[Dataset entries]

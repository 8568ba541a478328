//! Filesystem walker primitives
//!
//! Both tools see the filesystem only through the [`Filesystem`] trait:
//!
//! - `LocalFs` talks to the operating system
//! - `MemoryFs` is an in-memory tree for tests (`test-utils` feature)
//!
//! Listing is always sorted by raw name bytes, and classification never
//! follows symlinks, so a link to a directory is a `Symlink` and is never
//! walked into.

mod entry;
mod local;
#[cfg(any(test, feature = "test-utils"))]
mod memory;
mod paths;

use std::ffi::OsString;
use std::io;
use std::path::{Path, PathBuf};

use crate::error::Result;

pub use entry::{DirectoryEntry, EntryKind, LinkTarget, Stat};
pub use local::LocalFs;
#[cfg(any(test, feature = "test-utils"))]
pub use memory::MemoryFs;
pub use paths::{absolute, normalize, relative_path};

/// The filesystem operations the walkers consume.
///
/// Implementors provide the raw primitives; listing, classification and
/// symlink description are derived from them.
pub trait Filesystem {
    /// Names of the immediate children of `dir`, in no particular order.
    fn read_dir_names(&self, dir: &Path) -> Result<Vec<OsString>>;

    /// Stat `path` without following a final symlink.
    fn stat(&self, path: &Path) -> Result<Stat>;

    /// Fully resolve `path`. Dangling links resolve as far as possible.
    fn real_path(&self, path: &Path) -> PathBuf;

    /// Whether `path` is a directory, following symlinks.
    fn is_dir(&self, path: &Path) -> bool;

    fn remove_file(&self, path: &Path) -> io::Result<()>;

    /// `Symlink` first, then `Directory`, else `File`.
    fn classify(&self, path: &Path) -> Result<EntryKind> {
        Ok(self.stat(path)?.kind)
    }

    /// Describe `link` as seen from `containing_dir`.
    fn link_target(&self, link: &Path, containing_dir: &Path) -> LinkTarget {
        let target = self.real_path(link);
        let base = self.real_path(containing_dir);
        LinkTarget {
            target_is_directory: self.is_dir(&target),
            relative_target: relative_path(&target, &base)
                .to_string_lossy()
                .into_owned(),
        }
    }

    /// Build the entry for a single path.
    fn inspect(&self, path: &Path) -> Result<DirectoryEntry> {
        let stat = self.stat(path)?;
        // the filesystem root has no name of its own, so it labels as plain `/`
        let name = match path.file_name() {
            Some(name) => name.to_string_lossy().to_string(),
            None if path.has_root() => String::new(),
            None => path.display().to_string(),
        };
        let link = if stat.kind == EntryKind::Symlink {
            let parent = match path.parent() {
                Some(p) if !p.as_os_str().is_empty() => p,
                _ => Path::new("."),
            };
            Some(self.link_target(path, parent))
        } else {
            None
        };
        Ok(DirectoryEntry {
            name,
            path: path.to_path_buf(),
            kind: stat.kind,
            executable: stat.kind == EntryKind::File && stat.executable,
            link,
        })
    }

    /// Immediate children of `dir`, sorted ascending by name.
    fn list_sorted(&self, dir: &Path) -> Result<Vec<DirectoryEntry>> {
        let mut names = self.read_dir_names(dir)?;
        names.sort();
        names
            .iter()
            .map(|name| self.inspect(&dir.join(name)))
            .collect()
    }
}

impl<F: Filesystem + ?Sized> Filesystem for &F {
    fn read_dir_names(&self, dir: &Path) -> Result<Vec<OsString>> {
        (**self).read_dir_names(dir)
    }

    fn stat(&self, path: &Path) -> Result<Stat> {
        (**self).stat(path)
    }

    fn real_path(&self, path: &Path) -> PathBuf {
        (**self).real_path(path)
    }

    fn is_dir(&self, path: &Path) -> bool {
        (**self).is_dir(path)
    }

    fn remove_file(&self, path: &Path) -> io::Result<()> {
        (**self).remove_file(path)
    }
}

WHAT IS NEEDED: Return exactly the lines above from the line that has "pub trait Filesystem" through the line that has "as seen from", inclusive, and nothing else.

TASK OUTPUT:
pub trait Filesystem {
    /// Names of the immediate children of `dir`, in no particular order.
    fn read_dir_names(&self, dir: &Path) -> Result<Vec<OsString>>;

    /// Stat `path` without following a final symlink.
    fn stat(&self, path: &Path) -> Result<Stat>;

    /// Fully resolve `path`. Dangling links resolve as far as possible.
    fn real_path(&self, path: &Path) -> PathBuf;

    /// Whether `path` is a directory, following symlinks.
    fn is_dir(&self, path: &Path) -> bool;

    fn remove_file(&self, path: &Path) -> io::Result<()>;

    /// `Symlink` first, then `Directory`, else `File`.
    fn classify(&self, path: &Path) -> Result<EntryKind> {
        Ok(self.stat(path)?.kind)
    }

    /// Describe `link` as seen from `containing_dir`.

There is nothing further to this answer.